Similar to a program in California, the Oregon proposal would limit the amount of carbon dioxide or equivalent emissions a business could emit each year. After exceeding the cap, the business would be required to buy market-priced allowances for any additional emissions.

The payments would encourage businesses to reduce their carbon footprint. Meanwhile, proceeds from a competitive auction of those allowances could yield an estimated $700 million per year to invest in projects that slow climate change, supporters say.

At the end of the 2017 Oregon legislative session on July 7, Kotek identified the program as an unfinished priority.

One week later, the governor announced that she would seek to pass a state "cap and invest" bill next year. She made the announcement at a screening of former Vice President Al Gore's "An Inconvenient Sequel" hosted by environmental group Renew Oregon in Portland.

A reporter from The New Yorker, who attended the screening, quoted Brown as saying: "I think the rest of the world needs to see Americans, and Oregonians, standing up. We must participate, and we must be part of the solution."

About 100 businesses that emit at least 25,000 tons of CO2 or the equivalent per year would have to buy allowances. Those businesses include fuel suppliers, electricity providers, landfills and manufacturers.

Proceeds of the program could then be used to invest in projects such as solar panel installations or construction of affordable housing near light-rail lines, said Brad Reed of Renew Oregon.

Helm and Dembrow are reaching out to Republican lawmakers and industry leaders to join the "cap and invest" work groups. The invitations came after a memo to the governor's office Aug. 2 identified only Democratic lawmakers as members of the legislative work groups.

"Based on the memo released by the governor's office, it doesn't appear the governor's office has much intention of working with Republicans on that issue," said Preston Mann, a spokesman for House Minority Leader Mike McLane (R-Powell Butte).

Rep. Cliff Bentz (R-Ontario) said he plans to decline an invitation to join the work groups.

"I don't want to be brought along as window dressing for an outcome already determined by the Democrats," Bentz said.

He said discussions should focus on whether "cap and invest" is right for Oregon.

State lawmakers have yet to assess how much existing policies already have reduced CO2, Bentz said.

"In its place in the world, has Oregon done its part or not?" he said. "Those are justifiable questions to ask because we are a small state."

The Legislature has adopted voluntary goals to reduce statewide greenhouse gas emissions, and the Oregon Global Warming Commission presents regular reports to the Legislature about how the state is meeting its goals, and where it is falling short.

Deciding whether to adopt "cap and invest" should wait until 2019, when the Legislature will have a session of more than five months, Mann said.
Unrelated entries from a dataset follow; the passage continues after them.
//! E2E tests for persistent configuration
//!
//! Tests the JSON file round-trip and that the configured extension and
//! store file name steer an import cycle.

use chrono::{TimeZone, Utc};
use vibdose::config::AppConfig;
use vibdose::ingest::source::collect_log_files;
use vibdose::{ImportSession, SqliteStore};

#[test]
fn test_config_json_contract() {
    let json = serde_json::to_value(AppConfig::default()).unwrap();
    assert_eq!(
        json,
        serde_json::json!({
            "store_file_name": "Exclude.sqlite",
            "windowed_max": true,
            "extension": "csv"
        })
    );
}

#[test]
fn test_partial_file_keeps_other_defaults() {
    let dir = tempfile::tempdir().unwrap();
    let path = dir.path().join("config.json");
    std::fs::write(&path, r#"{"extension": "log"}"#).unwrap();

    let config = AppConfig::load_from(&path);
    assert_eq!(config.extension, "log");
    assert_eq!(config.store_file_name, "Exclude.sqlite");
    assert!(config.windowed_max);
}

#[test]
fn test_missing_file_uses_defaults() {
    let dir = tempfile::tempdir().unwrap();
    let config = AppConfig::load_from(&dir.path().join("absent.json"));
    assert_eq!(config, AppConfig::default());
}

#[test]
fn test_configured_extension_and_store_drive_import() {
    let dir = tempfile::tempdir().unwrap();
    let config = AppConfig {
        store_file_name: "site.sqlite".to_string(),
        windowed_max: false,
        extension: "log".to_string(),
    };
    config.save(&dir.path().join("config.json")).unwrap();
    let config = AppConfig::load_from(&dir.path().join("config.json"));

    std::fs::write(dir.path().join("a.log"), "1,2,3\n").unwrap();
    std::fs::write(dir.path().join("b.csv"), "1,2,3\n").unwrap();

    let files = collect_log_files(dir.path(), &config.extension).unwrap();
    let mut session = ImportSession::new();
    session.begin_import_at(Utc.with_ymd_and_hms(2024, 1, 1, 0, 0, 0).unwrap());
    session.import_files(&files);
    assert_eq!(session.traces().len(), 1);
    assert_eq!(session.traces()[0].file_name, "a.log");

    let mut store = SqliteStore::open_in(dir.path(), &config.store_file_name).unwrap();
    session.set_exclusion(0, 1, &mut store).unwrap();
    assert!(dir.path().join("site.sqlite").is_file());
}
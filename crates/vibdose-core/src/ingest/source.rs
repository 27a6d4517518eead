//! Log file enumeration
//!
//! Imports read files in case-insensitive name order, which for the logger's
//! naming scheme is also chronological order.

use std::path::{Path, PathBuf};

use thiserror::Error;

/// Errors enumerating a log directory
#[derive(Error, Debug)]
pub enum SourceError {
    #[error("Cannot read directory {path}: {source}")]
    ReadDir {
        path: PathBuf,
        #[source]
        source: std::io::Error,
    },
}

/// Whether a path carries the accepted extension (case-insensitive)
pub fn has_extension(path: &Path, extension: &str) -> bool {
    path.extension()
        .and_then(|e| e.to_str())
        .is_some_and(|e| e.eq_ignore_ascii_case(extension))
}

fn sort_by_name(files: &mut [PathBuf]) {
    files.sort_by_cached_key(|p| {
        p.file_name()
            .map(|n| n.to_string_lossy().to_lowercase())
            .unwrap_or_default()
    });
}

/// List every log file in a directory
///
/// Sub-directories and files with other extensions are ignored.
pub fn collect_log_files(dir: &Path, extension: &str) -> Result<Vec<PathBuf>, SourceError> {
    let entries = std::fs::read_dir(dir).map_err(|source| SourceError::ReadDir {
        path: dir.to_path_buf(),
        source,
    })?;

    let mut files: Vec<PathBuf> = entries
        .filter_map(|entry| entry.ok())
        .map(|entry| entry.path())
        .filter(|path| path.is_file() && has_extension(path, extension))
        .collect();
    sort_by_name(&mut files);

    tracing::debug!(dir = %dir.display(), count = files.len(), "Enumerated log files");
    Ok(files)
}

/// Resolve an explicit selection of file names against a directory
///
/// Absolute names are kept as given. The extension filter and ordering
/// match [`collect_log_files`].
pub fn resolve_files<S: AsRef<Path>>(dir: &Path, names: &[S], extension: &str) -> Vec<PathBuf> {
    let mut files: Vec<PathBuf> = names
        .iter()
        .map(|name| dir.join(name.as_ref()))
        .filter(|path| has_extension(path, extension))
        .collect();
    sort_by_name(&mut files);
    files
}

#[cfg(test)]
mod tests {
    use super::*;

    #[test]
    fn test_has_extension() {
        assert!(has_extension(Path::new("a.csv"), "csv"));
        assert!(has_extension(Path::new("A.CSV"), "csv"));
        assert!(!has_extension(Path::new("a.txt"), "csv"));
        assert!(!has_extension(Path::new("csv"), "csv"));
    }

    #[test]
    fn test_collect_filters_and_sorts() {
        let dir = tempfile::tempdir().unwrap();
        for name in ["b.CSV", "a.csv", "C.csv", "notes.txt", "Exclude.sqlite"] {
            std::fs::write(dir.path().join(name), "").unwrap();
        }
        std::fs::create_dir(dir.path().join("sub.csv")).unwrap();

        let files = collect_log_files(dir.path(), "csv").unwrap();
        let names: Vec<_> = files
            .iter()
            .map(|p| p.file_name().unwrap().to_string_lossy().into_owned())
            .collect();
        assert_eq!(names, vec!["a.csv", "b.CSV", "C.csv"]);
    }

    #[test]
    fn test_collect_missing_dir() {
        let dir = tempfile::tempdir().unwrap();
        let missing = dir.path().join("nope");
        assert!(matches!(
            collect_log_files(&missing, "csv"),
            Err(SourceError::ReadDir { .. })
        ));
    }

    #[test]
    fn test_resolve_files() {
        let dir = Path::new("/logs");
        let files = resolve_files(dir, &["z.csv", "readme.md", "A.Csv"], "csv");
        assert_eq!(
            files,
            vec![PathBuf::from("/logs/A.Csv"), PathBuf::from("/logs/z.csv")]
        );
    }
}
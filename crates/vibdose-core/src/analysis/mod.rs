//! Numeric reductions over parsed bursts
//!
//! - Per-burst deviation statistics ([`trace`])
//! - Event segmentation and windowed peak filter ([`window`])
//! - Day/night vibration dose aggregation ([`vdv`])

pub mod trace;
pub mod vdv;
pub mod window;
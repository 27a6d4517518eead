//! SQLite exclusion store kept alongside the log files
//!
//! One table, one row per excluded (or explicitly re-included) trace:
//!
//! ```sql
//! trace (id INTEGER PRIMARY KEY, filename TEXT, datetime BIGINT, exclusion INT)
//! ```

use std::path::{Path, PathBuf};

use rusqlite::{params, Connection, OptionalExtension};

use super::{ExclusionKey, ExclusionStore, StoreError};

const SCHEMA_SQL: &str = "CREATE TABLE IF NOT EXISTS trace (
    id INTEGER PRIMARY KEY,
    filename TEXT,
    datetime BIGINT,
    exclusion INT
)";

/// Exclusion store backed by a SQLite file
#[derive(Debug)]
pub struct SqliteStore {
    conn: Connection,
    path: PathBuf,
}

impl SqliteStore {
    /// Open (or create) the store at `path`
    pub fn open(path: &Path) -> Result<Self, StoreError> {
        let open_err = |source| StoreError::Open {
            path: path.to_path_buf(),
            source,
        };
        let conn = Connection::open(path).map_err(open_err)?;
        conn.execute_batch(SCHEMA_SQL).map_err(open_err)?;

        tracing::debug!(path = %path.display(), "Opened exclusion store");
        Ok(Self {
            conn,
            path: path.to_path_buf(),
        })
    }

    /// Open the store file `file_name` inside a log directory
    pub fn open_in(dir: &Path, file_name: &str) -> Result<Self, StoreError> {
        Self::open(&dir.join(file_name))
    }

    /// Path of the backing file
    pub fn path(&self) -> &Path {
        &self.path
    }

    fn row_id(&self, key: &ExclusionKey) -> Result<Option<i64>, StoreError> {
        let id = self
            .conn
            .query_row(
                "SELECT id FROM trace WHERE filename = ?1 AND datetime = ?2",
                params![key.file_name, key.epoch_secs],
                |row| row.get(0),
            )
            .optional()?;
        Ok(id)
    }
}

impl ExclusionStore for SqliteStore {
    fn get(&self, key: &ExclusionKey) -> Result<Option<u32>, StoreError> {
        let code = self
            .conn
            .query_row(
                "SELECT exclusion FROM trace WHERE filename = ?1 AND datetime = ?2",
                params![key.file_name, key.epoch_secs],
                |row| row.get::<_, Option<i64>>(0),
            )
            .optional()?;
        // A NULL or negative column reads as "not excluded"
        Ok(code.map(|c| c.and_then(|c| u32::try_from(c).ok()).unwrap_or(0)))
    }

    fn put(&mut self, key: &ExclusionKey, code: u32) -> Result<(), StoreError> {
        match self.row_id(key)? {
            Some(id) => {
                self.conn.execute(
                    "UPDATE trace SET exclusion = ?1 WHERE id = ?2",
                    params![code, id],
                )?;
            }
            None => {
                self.conn.execute(
                    "INSERT INTO trace (filename, datetime, exclusion) VALUES (?1, ?2, ?3)",
                    params![key.file_name, key.epoch_secs, code],
                )?;
            }
        }
        tracing::debug!(file = %key.file_name, epoch = key.epoch_secs, code, "Stored exclusion");
        Ok(())
    }
}
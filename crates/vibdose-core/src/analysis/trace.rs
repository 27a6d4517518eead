//! Per-burst deviation statistics
//!
//! A burst is normalized to g by dividing by [`SENSOR_SCALE`], then reduced
//! against its own per-axis mean:
//!
//! ```text
//! d_i           = sum over axes of (v_axis - mean_axis)^2
//! max deviation = 16384 * sqrt(max d_i)
//! rms deviation = 16384 * sqrt(sum d_i / n)
//! 4th power     = (sum d_i^2 / fs)^(1/4)
//! ```
//!
//! Accumulation is done in f64 over f32 samples; results are stored as f32.

use chrono::{DateTime, Utc};
use serde::Serialize;

use crate::{SAMPLE_RATE_HZ, SENSOR_SCALE};

/// Accelerometer axis
#[derive(Debug, Clone, Copy, PartialEq, Eq, Serialize)]
pub enum Axis {
    X = 0,
    Y = 1,
    Z = 2,
}

impl Axis {
    /// Axis index (0 = X, 1 = Y, 2 = Z)
    pub fn index(self) -> usize {
        self as usize
    }

    /// Axis with the largest per-axis peak
    ///
    /// X is compared with Y, the winner with Z. Each comparison keeps the
    /// later axis unless the earlier one is strictly greater, so ties go to
    /// the higher index.
    pub fn dominant(peaks: [f64; 3]) -> Axis {
        let (leader, leader_peak) = if peaks[0] > peaks[1] {
            (Axis::X, peaks[0])
        } else {
            (Axis::Y, peaks[1])
        };
        if leader_peak > peaks[2] {
            leader
        } else {
            Axis::Z
        }
    }
}

/// One contiguous burst of triaxial samples with its derived statistics
#[derive(Debug, Clone, PartialEq)]
pub struct Trace {
    /// Log file the burst was read from
    pub file_name: String,
    /// Parse clock when the burst closed
    pub start_time: DateTime<Utc>,
    /// Position of the burst within its file
    pub index_in_file: usize,
    /// Sample rate in Hz
    pub sample_rate_hz: f32,
    /// Samples in g, in recording order
    pub samples: Vec<[f32; 3]>,
    /// Peak deviation from the mean, in sensor counts
    pub max_deviation: f32,
    /// RMS deviation from the mean, in sensor counts
    pub rms_deviation: f32,
    /// Fourth-root of the summed fourth-power deviation per second
    pub total_4th_power_deviation: f32,
    /// Axis with the largest single-sample squared deviation
    pub dominant_axis: Axis,
    /// Exclusion class (0 = included)
    pub exclusion_code: u32,
    /// Windowed peak of the event this burst opens (0 otherwise)
    pub windowed_max: f32,
}

impl Trace {
    /// Finalize a raw burst
    ///
    /// # Arguments
    /// * `file_name` - Source file name
    /// * `start_time` - Timestamp to record on the trace
    /// * `index_in_file` - Burst position within the file
    /// * `raw` - Unscaled samples; must not be empty
    pub fn from_burst(
        file_name: &str,
        start_time: DateTime<Utc>,
        index_in_file: usize,
        mut raw: Vec<[f32; 3]>,
    ) -> Self {
        for sample in &mut raw {
            for v in sample.iter_mut() {
                *v /= SENSOR_SCALE;
            }
        }
        let stats = DeviationStats::compute(&raw, SAMPLE_RATE_HZ);

        Self {
            file_name: file_name.to_string(),
            start_time,
            index_in_file,
            sample_rate_hz: SAMPLE_RATE_HZ,
            samples: raw,
            max_deviation: stats.max_deviation,
            rms_deviation: stats.rms_deviation,
            total_4th_power_deviation: stats.total_4th_power_deviation,
            dominant_axis: stats.dominant_axis,
            exclusion_code: 0,
            windowed_max: 0.0,
        }
    }

    /// Whether the trace carries a non-zero exclusion code
    pub fn is_excluded(&self) -> bool {
        self.exclusion_code > 0
    }

    /// Number of samples in the burst
    pub fn len(&self) -> usize {
        self.samples.len()
    }

    /// Whether the burst has no samples
    pub fn is_empty(&self) -> bool {
        self.samples.is_empty()
    }

    /// Duration covered by the samples, in seconds
    pub fn duration_secs(&self) -> f32 {
        self.samples.len() as f32 / self.sample_rate_hz
    }
}

/// Deviation metrics of one normalized burst
#[derive(Debug, Clone, Copy, PartialEq)]
pub struct DeviationStats {
    pub max_deviation: f32,
    pub rms_deviation: f32,
    pub total_4th_power_deviation: f32,
    pub dominant_axis: Axis,
}

impl DeviationStats {
    /// Reduce normalized samples
    pub fn compute(samples: &[[f32; 3]], sample_rate_hz: f32) -> Self {
        let mean = axis_means(samples);

        let mut max_sq_dev = 0.0f64;
        let mut sum_sq_dev = 0.0f64;
        let mut sum_4th_pow = 0.0f64;
        let mut axis_peaks = [0.0f64; 3];

        for sample in samples {
            let mut sq_dev = 0.0f64;
            for axis in 0..3 {
                let d = f64::from(sample[axis]) - mean[axis];
                let axis_sq_dev = d * d;
                sq_dev += axis_sq_dev;
                if axis_sq_dev > axis_peaks[axis] {
                    axis_peaks[axis] = axis_sq_dev;
                }
            }
            if sq_dev > max_sq_dev {
                max_sq_dev = sq_dev;
            }
            sum_sq_dev += sq_dev;
            sum_4th_pow += sq_dev * sq_dev;
        }

        let n = samples.len() as f64;
        Self {
            max_deviation: SENSOR_SCALE * max_sq_dev.sqrt() as f32,
            rms_deviation: SENSOR_SCALE * (sum_sq_dev / n).sqrt() as f32,
            total_4th_power_deviation: (sum_4th_pow / f64::from(sample_rate_hz)).powf(0.25) as f32,
            dominant_axis: Axis::dominant(axis_peaks),
        }
    }
}

/// Per-axis mean of a burst
pub(crate) fn axis_means(samples: &[[f32; 3]]) -> [f64; 3] {
    let mut sum = [0.0f64; 3];
    for sample in samples {
        for axis in 0..3 {
            sum[axis] += f64::from(sample[axis]);
        }
    }
    let n = samples.len() as f64;
    [sum[0] / n, sum[1] / n, sum[2] / n]
}
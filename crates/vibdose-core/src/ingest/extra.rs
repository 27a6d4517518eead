//! Out-of-band device events recorded between bursts

use chrono::{DateTime, Utc};
use serde::Serialize;

use crate::READING_ABSENT;

/// Kind of device event announced by a marker line
#[derive(Debug, Clone, Copy, PartialEq, Eq, Serialize)]
pub enum ExtraKind {
    /// Hourly heartbeat record
    Heartbeat,
    /// Device power-on / reset
    On,
}

impl ExtraKind {
    /// Tag written to reports and recognized at the start of a marker line
    pub fn tag(self) -> &'static str {
        match self {
            ExtraKind::Heartbeat => "HEARTBEAT",
            ExtraKind::On => "ON",
        }
    }
}

/// A heartbeat or power-on event with the telemetry reported before it
///
/// Readings that were not reported carry [`READING_ABSENT`].
#[derive(Debug, Clone, PartialEq)]
pub struct Extra {
    /// Event kind
    pub kind: ExtraKind,
    /// Parse clock at the time the marker line was read
    pub timestamp: DateTime<Utc>,
    /// Name of the log file the event came from
    pub file_name: String,
    /// Battery voltage in volts
    pub battery_voltage: f32,
    /// Internal temperature (`Tint=`) in deg C
    pub temp_1: f32,
    /// Accelerometer temperature (`Tacc=`) in deg C
    pub temp_2: f32,
    /// Third temperature channel; no log line reports it yet
    pub temp_3: f32,
}

impl Extra {
    /// Whether a reading holds a reported value rather than the sentinel
    pub fn is_reported(reading: f32) -> bool {
        reading != READING_ABSENT
    }
}
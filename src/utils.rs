// src/utils.rs
// Shared helpers for block-range batching and date bucketing.

use chrono::{DateTime, NaiveDate, Utc};

/// Splits `[from_block, to_block]` into contiguous inclusive sub-ranges no
/// larger than `chunk_size` blocks. The chain reader issues one provider
/// call per sub-range.
pub fn block_chunks(from_block: u64, to_block: u64, chunk_size: u64) -> Vec<(u64, u64)> {
    let mut chunks = Vec::new();
    if chunk_size == 0 || from_block > to_block {
        return chunks;
    }
    let mut start = from_block;
    while start <= to_block {
        let end = std::cmp::min(start.saturating_add(chunk_size - 1), to_block);
        chunks.push((start, end));
        if end == u64::MAX {
            break;
        }
        start = end + 1;
    }
    chunks
}

/// UTC calendar date for a unix timestamp. Timestamps before the epoch or
/// out of chrono's range collapse to the epoch date.
pub fn utc_date(timestamp_secs: u64) -> NaiveDate {
    DateTime::<Utc>::from_timestamp(timestamp_secs as i64, 0)
        .map(|dt| dt.date_naive())
        .unwrap_or(NaiveDate::from_ymd_opt(1970, 1, 1).expect("epoch date"))
}

/// Current unix time in seconds.
pub fn now_secs() -> u64 {
    Utc::now().timestamp().max(0) as u64
}

/// Initializes env_logger at the configured level. `RUST_LOG` still wins
/// when set. Safe to call more than once; later calls are no-ops.
pub fn init_logging(level: &str) {
    let _ = env_logger::Builder::from_env(env_logger::Env::default().default_filter_or(level))
        .try_init();
}

#[cfg(test)]
mod tests {
    use super::*;

    #[test]
    fn chunks_cover_range_without_overlap() {
        let chunks = block_chunks(100, 350, 100);
        assert_eq!(chunks, vec![(100, 199), (200, 299), (300, 350)]);
    }

    #[test]
    fn single_block_range() {
        assert_eq!(block_chunks(5, 5, 100), vec![(5, 5)]);
    }

    #[test]
    fn inverted_range_is_empty() {
        assert!(block_chunks(10, 5, 100).is_empty());
    }

    #[test]
    fn date_bucketing() {
        // 2021-01-01T00:00:00Z
        assert_eq!(
            utc_date(1_609_459_200),
            NaiveDate::from_ymd_opt(2021, 1, 1).unwrap()
        );
        // One second before midnight lands on the previous day.
        assert_eq!(
            utc_date(1_609_459_199),
            NaiveDate::from_ymd_opt(2020, 12, 31).unwrap()
        );
    }
}
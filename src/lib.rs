//! NFT collection market-data SDK: reconciles on-chain transfer history
//! with marketplace sale events into a cached, query-ready view.
//!
//! ## Features
//! - Batched, rate-limited `eth_getLogs` sync with automatic range halving
//!   when the provider truncates results
//! - Transfer/sale-event reconciliation by transaction hash, with permanent
//!   per-transaction price caching
//! - Event-sourced holder and token-lifecycle replay
//! - Derived analytics: floor estimate, daily rollups, RSI/momentum/
//!   liquidity indicators, flips, trader activity, burn-cycle linkage
//! - Stale-while-revalidate caching (memory or Postgres) with handler
//!   deadlines and freshness-tagged responses

pub mod analytics;
pub mod cache;
pub mod cached_fetch;
pub mod chain_reader;
pub mod database;
pub mod error;
pub mod ledger_replay;
pub mod market_service;
pub mod marketplace_reader;
pub mod metrics;
pub mod price_enrichment;
pub mod price_feed;
pub mod rate_limiter;
pub mod resilient_fetch;
pub mod settings;
pub mod types;
pub mod utils;

pub use cache::{Cache, CacheLookup, MemoryCache};
pub use chain_reader::{ChainReader, ChainReaderConfig};
pub use error::ProviderError;
pub use market_service::{CollectionStats, MarketDataService, MarketIndicators, MarketSnapshot};
pub use marketplace_reader::{MarketplaceConfig, MarketplaceReader};
pub use price_enrichment::{EnrichmentConfig, PriceEnricher};
pub use price_feed::{PriceFeed, PriceFeedConfig};
pub use rate_limiter::{ProviderRateLimiter, RateLimit};
pub use resilient_fetch::{ResilientFetch, RetryPolicy};
pub use settings::Settings;
pub use types::{EnrichedSale, Freshness, SaleEvent, Served, Transfer};
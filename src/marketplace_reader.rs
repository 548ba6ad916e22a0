//! Marketplace reader: cursor-paginated sale events and active listings.
//!
//! The provider exposes event queries filtered by event type, time window,
//! and collection slug. A 404 (the provider's empty-result sentinel) is
//! success with an empty collection, never an error.

use crate::error::ProviderError;
use crate::metrics;
use crate::resilient_fetch::ResilientFetch;
use crate::types::conversions::raw_quantity_to_amount;
use crate::types::{SaleEvent, SalePayment};
use log::{debug, warn};
use serde::Deserialize;
use std::sync::Arc;
use std::time::Duration;
use url::Url;

#[derive(Debug, Clone)]
pub struct MarketplaceConfig {
    pub base_url: String,
    pub api_key: Option<String>,
    /// Events per page requested from the provider.
    pub page_size: usize,
    /// Hard ceiling on pages per query; full time-window pulls can be
    /// unbounded and must not block indefinitely.
    pub max_pages: usize,
    pub marketplace_id: String,
}

impl Default for MarketplaceConfig {
    fn default() -> Self {
        Self {
            base_url: "https://api.opensea.io/api/v2".to_string(),
            api_key: None,
            page_size: 50,
            max_pages: 20,
            marketplace_id: "opensea".to_string(),
        }
    }
}

/// A single active listing, reduced to the price the liquidity score needs.
#[derive(Debug, Clone, PartialEq, serde::Serialize, serde::Deserialize)]
pub struct Listing {
    pub price_eth: f64,
}

#[derive(Debug, Deserialize)]
struct EventsPage {
    #[serde(default)]
    asset_events: Vec<RawAssetEvent>,
    next: Option<String>,
}

#[derive(Debug, Deserialize)]
struct RawAssetEvent {
    transaction: Option<String>,
    #[serde(default)]
    payment: Option<RawPayment>,
    seller: Option<String>,
    buyer: Option<String>,
    #[serde(default)]
    nft: Option<RawNft>,
    event_timestamp: Option<u64>,
}

#[derive(Debug, Deserialize)]
struct RawPayment {
    symbol: String,
    quantity: String,
    decimals: u8,
}

#[derive(Debug, Deserialize)]
struct RawNft {
    identifier: Option<String>,
    image_url: Option<String>,
}

#[derive(Debug, Deserialize)]
struct ListingsPage {
    #[serde(default)]
    listings: Vec<RawListing>,
    next: Option<String>,
}

#[derive(Debug, Deserialize)]
struct RawListing {
    price: Option<RawListingPrice>,
}

#[derive(Debug, Deserialize)]
struct RawListingPrice {
    current: RawCurrentPrice,
}

#[derive(Debug, Deserialize)]
struct RawCurrentPrice {
    value: String,
    decimals: u8,
}

pub struct MarketplaceReader {
    client: reqwest::Client,
    fetch: Arc<ResilientFetch>,
    config: MarketplaceConfig,
}

impl MarketplaceReader {
    pub fn new(fetch: Arc<ResilientFetch>, config: MarketplaceConfig) -> Self {
        let client = reqwest::Client::builder()
            .timeout(Duration::from_secs(10))
            .build()
            .unwrap_or_default();
        Self { client, fetch, config }
    }

    /// Fetches sale events for `collection` inside `[after, before]`
    /// (unix seconds), paging through the provider's cursor until it is
    /// exhausted, the page ceiling is hit, or `target_count` events have
    /// been collected.
    pub async fn get_sale_events(
        &self,
        collection: &str,
        after: u64,
        before: u64,
        target_count: usize,
    ) -> Result<Vec<SaleEvent>, ProviderError> {
        let mut events: Vec<SaleEvent> = Vec::new();
        let mut cursor: Option<String> = None;

        for page in 0..self.config.max_pages {
            let mut url = self
                .events_url(collection)
                .map_err(|e| ProviderError::Unavailable(e.to_string()))?;
            url.query_pairs_mut()
                .append_pair("event_type", "sale")
                .append_pair("after", &after.to_string())
                .append_pair("before", &before.to_string())
                .append_pair("limit", &self.config.page_size.to_string());
            if let Some(ref c) = cursor {
                url.query_pairs_mut().append_pair("next", c);
            }

            let body: EventsPage = match self.get_json(url).await {
                Ok(body) => body,
                Err(ProviderError::NoDataFound) => break,
                Err(e) => return Err(e),
            };
            metrics::increment_marketplace_pages(1);

            for raw in body.asset_events {
                if let Some(event) = self.to_sale_event(raw) {
                    events.push(event);
                }
            }

            cursor = body.next.filter(|c| !c.is_empty());
            if cursor.is_none() {
                break;
            }
            if target_count > 0 && events.len() >= target_count {
                debug!(
                    "sale event pull satisfied target ({} >= {}) after {} pages",
                    events.len(),
                    target_count,
                    page + 1
                );
                break;
            }
        }

        Ok(events)
    }

    /// Active listings for the collection, reduced to prices. Used by the
    /// liquidity score; bounded by the same page ceiling as events.
    pub async fn get_active_listings(
        &self,
        collection: &str,
    ) -> Result<Vec<Listing>, ProviderError> {
        let mut listings = Vec::new();
        let mut cursor: Option<String> = None;

        for _ in 0..self.config.max_pages {
            let mut url = self
                .listings_url(collection)
                .map_err(|e| ProviderError::Unavailable(e.to_string()))?;
            url.query_pairs_mut()
                .append_pair("limit", &self.config.page_size.to_string());
            if let Some(ref c) = cursor {
                url.query_pairs_mut().append_pair("next", c);
            }

            let body: ListingsPage = match self.get_json(url).await {
                Ok(body) => body,
                Err(ProviderError::NoDataFound) => break,
                Err(e) => return Err(e),
            };
            metrics::increment_marketplace_pages(1);

            for raw in body.listings {
                let Some(price) = raw.price else { continue };
                match raw_quantity_to_amount(&price.current.value, price.current.decimals) {
                    Ok(price_eth) if price_eth > 0.0 => listings.push(Listing { price_eth }),
                    Ok(_) => {}
                    Err(e) => warn!("skipping listing with undecodable price: {}", e),
                }
            }

            cursor = body.next.filter(|c| !c.is_empty());
            if cursor.is_none() {
                break;
            }
        }

        Ok(listings)
    }

    async fn get_json<T: serde::de::DeserializeOwned>(&self, url: Url) -> Result<T, ProviderError> {
        self.fetch
            .run("marketplace", || {
                let url = url.clone();
                async move {
                    let mut request = self.client.get(url);
                    if let Some(ref key) = self.config.api_key {
                        request = request.header("x-api-key", key);
                    }
                    let response = request
                        .send()
                        .await
                        .map_err(|e| ProviderError::Unavailable(e.to_string()))?;
                    if let Some(err) = ProviderError::from_status(response.status()) {
                        return Err(err);
                    }
                    response
                        .json::<T>()
                        .await
                        .map_err(|e| ProviderError::Unavailable(format!("bad body: {}", e)))
                }
            })
            .await
    }

    fn events_url(&self, collection: &str) -> Result<Url, url::ParseError> {
        Url::parse(&format!(
            "{}/events/collection/{}",
            self.config.base_url.trim_end_matches('/'),
            collection
        ))
    }

    fn listings_url(&self, collection: &str) -> Result<Url, url::ParseError> {
        Url::parse(&format!(
            "{}/listings/collection/{}/all",
            self.config.base_url.trim_end_matches('/'),
            collection
        ))
    }

    fn to_sale_event(&self, raw: RawAssetEvent) -> Option<SaleEvent> {
        let tx_hash = raw.transaction?.to_lowercase();
        let timestamp = raw.event_timestamp?;
        let (token_id, image_url) = match raw.nft {
            Some(nft) => (nft.identifier, nft.image_url),
            None => (None, None),
        };
        Some(SaleEvent {
            tx_hash,
            token_id,
            seller: raw.seller.map(|s| s.to_lowercase()),
            buyer: raw.buyer.map(|b| b.to_lowercase()),
            payment: raw.payment.map(|p| SalePayment {
                symbol: p.symbol,
                quantity: p.quantity,
                decimals: p.decimals,
            }),
            timestamp,
            marketplace: self.config.marketplace_id.clone(),
            image_url,
        })
    }
}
The 2018 session lasts only 35 days.

"We are talking about an extremely complicated issue and (for) a 35-day session, we do not think that is appropriate," Mann said.

Opponents also say costs of the program eventually would trickle down to consumers.

"We would have a lot of concerns about the way the program is presented so far, because the individuals affected by this are in rural and low-income communities who already have taken the brunt of policy changes recently and in the last decades," Mann said.

A study by the Oregon Department of Environmental Quality indicated the costs could have an inordinate effect on people in low-income and rural communities because they already spend a larger percent of their income on fuel.

But another study out of California shows record economic growth and carbon reductions came in tandem with that state's participation in a "cap and invest" program.

Oregon is modeling its program after California's, so the state can learn from its southern neighbor's mistakes and successes, Dembrow said.

The California report "busts the old myth that reducing emissions comes with reduced economic activity, even as their population is growing, pollution is falling and the economy is booming," said Reed of Renew Oregon. "Opponents of the policies in California ... said the same bad things. History has proven them wrong."